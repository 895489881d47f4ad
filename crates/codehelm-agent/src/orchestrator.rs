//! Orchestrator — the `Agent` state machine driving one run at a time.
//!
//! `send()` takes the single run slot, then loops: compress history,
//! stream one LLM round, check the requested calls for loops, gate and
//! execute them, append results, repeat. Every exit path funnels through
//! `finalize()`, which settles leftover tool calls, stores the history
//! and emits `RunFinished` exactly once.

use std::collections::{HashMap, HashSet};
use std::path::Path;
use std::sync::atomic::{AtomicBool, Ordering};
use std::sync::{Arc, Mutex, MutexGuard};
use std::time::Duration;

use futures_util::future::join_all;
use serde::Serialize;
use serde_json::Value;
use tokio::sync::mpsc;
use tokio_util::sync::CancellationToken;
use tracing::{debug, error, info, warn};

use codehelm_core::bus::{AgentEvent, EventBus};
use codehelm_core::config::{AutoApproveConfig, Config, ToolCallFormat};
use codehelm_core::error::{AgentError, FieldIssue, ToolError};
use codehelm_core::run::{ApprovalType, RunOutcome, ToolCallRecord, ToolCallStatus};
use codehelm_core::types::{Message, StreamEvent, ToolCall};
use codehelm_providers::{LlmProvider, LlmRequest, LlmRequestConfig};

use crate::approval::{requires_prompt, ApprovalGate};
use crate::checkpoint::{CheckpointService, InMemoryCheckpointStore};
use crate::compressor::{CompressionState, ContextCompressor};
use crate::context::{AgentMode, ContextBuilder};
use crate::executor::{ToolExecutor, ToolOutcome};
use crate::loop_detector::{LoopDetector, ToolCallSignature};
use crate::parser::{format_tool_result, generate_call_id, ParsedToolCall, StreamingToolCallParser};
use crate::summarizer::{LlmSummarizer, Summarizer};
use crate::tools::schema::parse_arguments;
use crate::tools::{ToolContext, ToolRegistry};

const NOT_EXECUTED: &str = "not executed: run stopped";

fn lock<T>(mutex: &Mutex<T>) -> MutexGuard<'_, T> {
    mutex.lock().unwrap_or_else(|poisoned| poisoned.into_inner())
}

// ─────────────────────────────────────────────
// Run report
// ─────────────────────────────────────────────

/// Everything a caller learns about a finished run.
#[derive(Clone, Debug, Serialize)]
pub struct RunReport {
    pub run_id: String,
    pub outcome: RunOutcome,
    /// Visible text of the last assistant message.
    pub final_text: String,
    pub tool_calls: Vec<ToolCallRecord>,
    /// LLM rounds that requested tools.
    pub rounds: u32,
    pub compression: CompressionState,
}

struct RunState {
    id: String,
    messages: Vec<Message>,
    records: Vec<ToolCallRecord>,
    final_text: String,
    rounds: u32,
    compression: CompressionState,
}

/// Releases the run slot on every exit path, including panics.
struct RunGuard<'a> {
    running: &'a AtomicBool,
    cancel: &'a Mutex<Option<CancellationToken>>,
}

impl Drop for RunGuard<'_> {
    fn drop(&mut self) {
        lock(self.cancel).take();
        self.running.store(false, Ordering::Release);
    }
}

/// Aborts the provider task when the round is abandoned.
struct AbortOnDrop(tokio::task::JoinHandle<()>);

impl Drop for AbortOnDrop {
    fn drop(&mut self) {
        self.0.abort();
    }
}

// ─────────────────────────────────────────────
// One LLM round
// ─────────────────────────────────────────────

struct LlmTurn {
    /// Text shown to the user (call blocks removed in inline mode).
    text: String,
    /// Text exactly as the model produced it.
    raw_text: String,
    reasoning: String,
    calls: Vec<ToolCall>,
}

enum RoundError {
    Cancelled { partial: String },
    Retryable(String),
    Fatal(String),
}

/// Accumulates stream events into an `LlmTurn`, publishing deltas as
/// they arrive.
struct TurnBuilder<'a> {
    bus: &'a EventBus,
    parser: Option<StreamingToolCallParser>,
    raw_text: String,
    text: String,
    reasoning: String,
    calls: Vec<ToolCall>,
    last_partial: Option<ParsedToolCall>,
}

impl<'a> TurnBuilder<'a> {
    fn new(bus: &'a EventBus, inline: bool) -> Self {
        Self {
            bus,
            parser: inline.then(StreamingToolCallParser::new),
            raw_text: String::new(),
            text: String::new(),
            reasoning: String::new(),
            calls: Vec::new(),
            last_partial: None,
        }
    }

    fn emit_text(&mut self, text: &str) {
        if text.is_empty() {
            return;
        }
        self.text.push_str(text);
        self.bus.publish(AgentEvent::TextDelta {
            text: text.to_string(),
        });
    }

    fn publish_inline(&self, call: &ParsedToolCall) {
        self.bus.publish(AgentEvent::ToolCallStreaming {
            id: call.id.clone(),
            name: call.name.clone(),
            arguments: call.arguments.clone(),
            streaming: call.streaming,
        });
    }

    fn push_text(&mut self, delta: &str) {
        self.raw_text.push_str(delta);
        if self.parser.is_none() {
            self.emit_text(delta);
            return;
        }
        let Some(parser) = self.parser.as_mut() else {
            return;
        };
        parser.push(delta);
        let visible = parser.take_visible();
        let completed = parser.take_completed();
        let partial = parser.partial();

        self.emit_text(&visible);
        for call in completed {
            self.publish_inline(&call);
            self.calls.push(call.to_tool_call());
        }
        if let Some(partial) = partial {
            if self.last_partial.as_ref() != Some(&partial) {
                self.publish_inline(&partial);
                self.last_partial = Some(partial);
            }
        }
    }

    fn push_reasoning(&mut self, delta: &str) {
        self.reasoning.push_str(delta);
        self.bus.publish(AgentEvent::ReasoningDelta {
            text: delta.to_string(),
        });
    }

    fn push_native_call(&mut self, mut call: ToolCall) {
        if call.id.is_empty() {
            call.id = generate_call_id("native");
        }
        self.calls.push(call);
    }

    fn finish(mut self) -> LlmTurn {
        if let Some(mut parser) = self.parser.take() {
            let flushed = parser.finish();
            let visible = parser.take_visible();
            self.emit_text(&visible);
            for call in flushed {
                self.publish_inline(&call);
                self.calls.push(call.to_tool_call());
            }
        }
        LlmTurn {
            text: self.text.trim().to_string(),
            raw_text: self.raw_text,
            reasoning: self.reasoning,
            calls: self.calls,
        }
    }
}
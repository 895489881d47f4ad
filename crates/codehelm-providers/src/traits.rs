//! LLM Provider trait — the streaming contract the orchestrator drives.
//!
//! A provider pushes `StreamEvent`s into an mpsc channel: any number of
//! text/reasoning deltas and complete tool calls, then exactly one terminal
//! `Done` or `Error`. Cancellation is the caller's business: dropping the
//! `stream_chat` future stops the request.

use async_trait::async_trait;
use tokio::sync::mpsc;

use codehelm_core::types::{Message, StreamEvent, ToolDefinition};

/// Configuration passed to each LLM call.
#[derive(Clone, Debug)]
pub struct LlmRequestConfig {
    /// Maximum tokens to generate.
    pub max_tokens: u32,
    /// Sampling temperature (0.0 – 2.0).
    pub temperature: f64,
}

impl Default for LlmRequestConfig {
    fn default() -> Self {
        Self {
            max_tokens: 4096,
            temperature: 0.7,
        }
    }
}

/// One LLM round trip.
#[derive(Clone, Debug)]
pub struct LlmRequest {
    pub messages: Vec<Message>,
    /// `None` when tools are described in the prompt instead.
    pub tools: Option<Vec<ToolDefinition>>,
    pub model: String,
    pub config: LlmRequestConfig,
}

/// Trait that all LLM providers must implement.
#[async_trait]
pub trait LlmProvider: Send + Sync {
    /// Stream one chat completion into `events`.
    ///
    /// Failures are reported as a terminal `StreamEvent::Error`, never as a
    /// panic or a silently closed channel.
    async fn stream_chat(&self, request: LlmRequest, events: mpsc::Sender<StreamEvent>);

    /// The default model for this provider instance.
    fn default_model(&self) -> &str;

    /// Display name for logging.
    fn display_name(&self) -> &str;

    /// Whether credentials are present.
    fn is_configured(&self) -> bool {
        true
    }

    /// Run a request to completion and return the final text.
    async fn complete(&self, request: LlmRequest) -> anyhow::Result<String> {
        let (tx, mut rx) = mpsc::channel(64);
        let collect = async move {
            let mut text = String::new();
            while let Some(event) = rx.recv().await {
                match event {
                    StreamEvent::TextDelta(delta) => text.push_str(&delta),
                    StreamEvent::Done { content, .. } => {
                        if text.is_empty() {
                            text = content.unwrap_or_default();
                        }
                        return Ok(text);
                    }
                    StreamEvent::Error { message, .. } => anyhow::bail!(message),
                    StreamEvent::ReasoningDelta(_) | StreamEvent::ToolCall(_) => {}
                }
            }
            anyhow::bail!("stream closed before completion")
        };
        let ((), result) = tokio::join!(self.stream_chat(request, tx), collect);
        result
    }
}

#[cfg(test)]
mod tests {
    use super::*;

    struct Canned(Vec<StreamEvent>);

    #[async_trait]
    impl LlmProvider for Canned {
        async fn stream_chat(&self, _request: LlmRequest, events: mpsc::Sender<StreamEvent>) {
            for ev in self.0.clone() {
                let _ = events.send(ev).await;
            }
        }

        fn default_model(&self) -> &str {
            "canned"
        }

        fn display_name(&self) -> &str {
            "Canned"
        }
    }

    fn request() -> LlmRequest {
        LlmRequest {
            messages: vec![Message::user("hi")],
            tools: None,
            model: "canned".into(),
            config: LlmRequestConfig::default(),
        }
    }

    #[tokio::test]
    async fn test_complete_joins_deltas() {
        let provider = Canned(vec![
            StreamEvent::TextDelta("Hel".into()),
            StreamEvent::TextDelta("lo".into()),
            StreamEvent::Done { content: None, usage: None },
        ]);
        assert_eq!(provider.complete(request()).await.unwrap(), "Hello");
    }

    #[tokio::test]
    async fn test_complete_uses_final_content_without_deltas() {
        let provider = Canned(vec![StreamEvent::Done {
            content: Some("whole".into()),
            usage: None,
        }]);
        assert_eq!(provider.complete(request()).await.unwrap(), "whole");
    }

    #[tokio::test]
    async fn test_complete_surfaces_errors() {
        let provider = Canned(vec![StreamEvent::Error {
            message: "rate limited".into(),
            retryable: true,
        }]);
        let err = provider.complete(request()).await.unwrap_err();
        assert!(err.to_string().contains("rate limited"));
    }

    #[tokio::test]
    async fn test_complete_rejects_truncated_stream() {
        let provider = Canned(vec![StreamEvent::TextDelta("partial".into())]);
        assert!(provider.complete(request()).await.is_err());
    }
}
--
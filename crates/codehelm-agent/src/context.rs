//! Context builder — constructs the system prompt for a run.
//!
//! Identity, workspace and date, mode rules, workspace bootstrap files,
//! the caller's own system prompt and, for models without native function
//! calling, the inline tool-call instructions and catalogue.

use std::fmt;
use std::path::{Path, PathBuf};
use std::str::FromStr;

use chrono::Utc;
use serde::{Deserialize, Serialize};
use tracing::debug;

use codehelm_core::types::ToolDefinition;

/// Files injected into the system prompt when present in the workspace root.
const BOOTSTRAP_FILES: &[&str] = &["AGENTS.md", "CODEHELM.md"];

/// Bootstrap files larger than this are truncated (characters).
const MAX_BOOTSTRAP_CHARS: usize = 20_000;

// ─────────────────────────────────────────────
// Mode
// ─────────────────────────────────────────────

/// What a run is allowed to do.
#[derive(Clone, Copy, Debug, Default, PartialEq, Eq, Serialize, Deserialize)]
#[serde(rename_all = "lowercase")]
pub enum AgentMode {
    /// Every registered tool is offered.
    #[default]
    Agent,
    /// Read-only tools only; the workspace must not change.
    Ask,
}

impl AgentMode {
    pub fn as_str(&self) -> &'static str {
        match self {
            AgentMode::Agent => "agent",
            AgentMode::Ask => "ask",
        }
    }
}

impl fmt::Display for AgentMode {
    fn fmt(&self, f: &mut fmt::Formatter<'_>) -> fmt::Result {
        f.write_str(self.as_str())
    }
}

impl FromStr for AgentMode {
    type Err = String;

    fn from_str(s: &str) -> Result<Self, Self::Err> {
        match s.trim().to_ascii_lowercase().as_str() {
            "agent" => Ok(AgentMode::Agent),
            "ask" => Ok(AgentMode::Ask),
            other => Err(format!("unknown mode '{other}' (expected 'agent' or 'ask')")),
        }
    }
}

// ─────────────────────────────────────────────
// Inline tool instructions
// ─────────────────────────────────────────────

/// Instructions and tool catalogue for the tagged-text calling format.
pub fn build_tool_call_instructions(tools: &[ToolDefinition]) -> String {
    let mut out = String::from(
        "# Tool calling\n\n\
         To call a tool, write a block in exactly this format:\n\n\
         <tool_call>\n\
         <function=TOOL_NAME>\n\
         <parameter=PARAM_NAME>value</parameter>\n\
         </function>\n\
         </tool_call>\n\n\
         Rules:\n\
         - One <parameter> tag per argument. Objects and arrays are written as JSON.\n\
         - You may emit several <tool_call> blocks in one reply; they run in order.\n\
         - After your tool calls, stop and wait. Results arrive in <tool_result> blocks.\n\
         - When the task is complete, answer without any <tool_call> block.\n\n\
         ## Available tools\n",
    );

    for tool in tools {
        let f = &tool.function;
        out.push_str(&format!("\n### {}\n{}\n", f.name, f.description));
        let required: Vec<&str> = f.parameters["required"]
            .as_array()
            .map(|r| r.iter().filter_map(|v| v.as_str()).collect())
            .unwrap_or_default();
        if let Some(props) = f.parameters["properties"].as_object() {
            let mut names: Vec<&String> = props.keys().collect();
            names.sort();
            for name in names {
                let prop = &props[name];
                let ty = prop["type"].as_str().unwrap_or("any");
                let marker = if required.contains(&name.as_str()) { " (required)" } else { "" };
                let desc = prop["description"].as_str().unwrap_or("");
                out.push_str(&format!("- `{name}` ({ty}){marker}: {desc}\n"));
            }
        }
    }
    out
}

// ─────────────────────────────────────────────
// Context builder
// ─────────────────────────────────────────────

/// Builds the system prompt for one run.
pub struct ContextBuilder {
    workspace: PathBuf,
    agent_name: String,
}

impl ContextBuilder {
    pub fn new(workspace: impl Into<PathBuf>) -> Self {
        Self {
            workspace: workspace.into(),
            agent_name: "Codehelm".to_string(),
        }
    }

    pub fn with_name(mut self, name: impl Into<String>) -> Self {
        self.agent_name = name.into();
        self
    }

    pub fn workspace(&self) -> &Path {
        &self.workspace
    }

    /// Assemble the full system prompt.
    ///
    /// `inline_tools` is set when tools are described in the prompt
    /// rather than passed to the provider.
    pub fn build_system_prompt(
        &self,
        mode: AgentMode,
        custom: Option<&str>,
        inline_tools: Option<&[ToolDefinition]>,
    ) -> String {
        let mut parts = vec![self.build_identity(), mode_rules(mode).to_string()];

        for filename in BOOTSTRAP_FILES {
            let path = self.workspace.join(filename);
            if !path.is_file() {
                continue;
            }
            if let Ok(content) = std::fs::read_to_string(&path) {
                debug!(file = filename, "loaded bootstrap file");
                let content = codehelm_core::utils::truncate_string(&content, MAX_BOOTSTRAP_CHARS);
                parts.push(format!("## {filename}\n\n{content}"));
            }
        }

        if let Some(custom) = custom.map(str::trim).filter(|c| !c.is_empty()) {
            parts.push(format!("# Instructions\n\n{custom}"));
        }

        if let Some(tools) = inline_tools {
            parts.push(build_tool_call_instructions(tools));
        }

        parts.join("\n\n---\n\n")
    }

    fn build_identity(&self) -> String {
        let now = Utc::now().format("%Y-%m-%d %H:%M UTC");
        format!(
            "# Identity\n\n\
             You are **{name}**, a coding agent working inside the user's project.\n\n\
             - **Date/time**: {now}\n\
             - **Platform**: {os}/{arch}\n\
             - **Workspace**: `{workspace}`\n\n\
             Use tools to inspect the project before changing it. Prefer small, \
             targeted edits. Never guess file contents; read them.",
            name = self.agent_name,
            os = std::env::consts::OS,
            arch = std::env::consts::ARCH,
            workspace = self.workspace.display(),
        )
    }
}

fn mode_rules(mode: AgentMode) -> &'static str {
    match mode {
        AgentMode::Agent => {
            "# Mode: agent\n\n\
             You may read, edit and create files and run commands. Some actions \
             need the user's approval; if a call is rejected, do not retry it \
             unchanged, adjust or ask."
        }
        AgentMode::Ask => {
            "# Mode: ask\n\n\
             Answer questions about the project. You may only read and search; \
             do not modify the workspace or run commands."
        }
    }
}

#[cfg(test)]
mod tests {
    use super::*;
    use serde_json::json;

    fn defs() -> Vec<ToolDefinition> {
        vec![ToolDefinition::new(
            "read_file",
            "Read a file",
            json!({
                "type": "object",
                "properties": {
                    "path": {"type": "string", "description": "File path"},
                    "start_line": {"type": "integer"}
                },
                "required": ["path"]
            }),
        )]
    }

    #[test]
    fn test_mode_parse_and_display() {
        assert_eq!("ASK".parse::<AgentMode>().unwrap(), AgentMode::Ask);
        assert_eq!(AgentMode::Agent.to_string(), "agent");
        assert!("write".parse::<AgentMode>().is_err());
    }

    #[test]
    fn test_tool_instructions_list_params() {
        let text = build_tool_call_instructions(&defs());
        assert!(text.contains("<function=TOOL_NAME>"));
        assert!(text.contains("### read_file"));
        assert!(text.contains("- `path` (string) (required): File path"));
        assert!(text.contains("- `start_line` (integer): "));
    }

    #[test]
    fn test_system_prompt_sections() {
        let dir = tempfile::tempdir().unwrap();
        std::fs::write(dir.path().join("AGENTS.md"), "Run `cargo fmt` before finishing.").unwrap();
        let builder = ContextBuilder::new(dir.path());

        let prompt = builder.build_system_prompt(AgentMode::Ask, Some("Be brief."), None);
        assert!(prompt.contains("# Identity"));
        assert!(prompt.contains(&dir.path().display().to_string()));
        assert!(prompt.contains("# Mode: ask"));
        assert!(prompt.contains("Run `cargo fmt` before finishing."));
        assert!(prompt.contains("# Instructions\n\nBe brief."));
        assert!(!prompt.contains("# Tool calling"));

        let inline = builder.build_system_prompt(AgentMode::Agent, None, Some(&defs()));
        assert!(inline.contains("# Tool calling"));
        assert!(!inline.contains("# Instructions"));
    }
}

What you have to do. Write down, word for word, the lines above from the one containing "pub struct ContextBuilder" through the one containing "targeted edits. Never", both ends included.

Answer for this exercise.
pub struct ContextBuilder {
    workspace: PathBuf,
    agent_name: String,
}

impl ContextBuilder {
    pub fn new(workspace: impl Into<PathBuf>) -> Self {
        Self {
            workspace: workspace.into(),
            agent_name: "Codehelm".to_string(),
        }
    }

    pub fn with_name(mut self, name: impl Into<String>) -> Self {
        self.agent_name = name.into();
        self
    }

    pub fn workspace(&self) -> &Path {
        &self.workspace
    }

    /// Assemble the full system prompt.
    ///
    /// `inline_tools` is set when tools are described in the prompt
    /// rather than passed to the provider.
    pub fn build_system_prompt(
        &self,
        mode: AgentMode,
        custom: Option<&str>,
        inline_tools: Option<&[ToolDefinition]>,
    ) -> String {
        let mut parts = vec![self.build_identity(), mode_rules(mode).to_string()];

        for filename in BOOTSTRAP_FILES {
            let path = self.workspace.join(filename);
            if !path.is_file() {
                continue;
            }
            if let Ok(content) = std::fs::read_to_string(&path) {
                debug!(file = filename, "loaded bootstrap file");
                let content = codehelm_core::utils::truncate_string(&content, MAX_BOOTSTRAP_CHARS);
                parts.push(format!("## {filename}\n\n{content}"));
            }
        }

        if let Some(custom) = custom.map(str::trim).filter(|c| !c.is_empty()) {
            parts.push(format!("# Instructions\n\n{custom}"));
        }

        if let Some(tools) = inline_tools {
            parts.push(build_tool_call_instructions(tools));
        }

        parts.join("\n\n---\n\n")
    }

    fn build_identity(&self) -> String {
        let now = Utc::now().format("%Y-%m-%d %H:%M UTC");
        format!(
            "# Identity\n\n\
             You are **{name}**, a coding agent working inside the user's project.\n\n\
             - **Date/time**: {now}\n\
             - **Platform**: {os}/{arch}\n\
             - **Workspace**: `{workspace}`\n\n\
             Use tools to inspect the project before changing it. Prefer small, \
             targeted edits. Never guess file contents; read them.",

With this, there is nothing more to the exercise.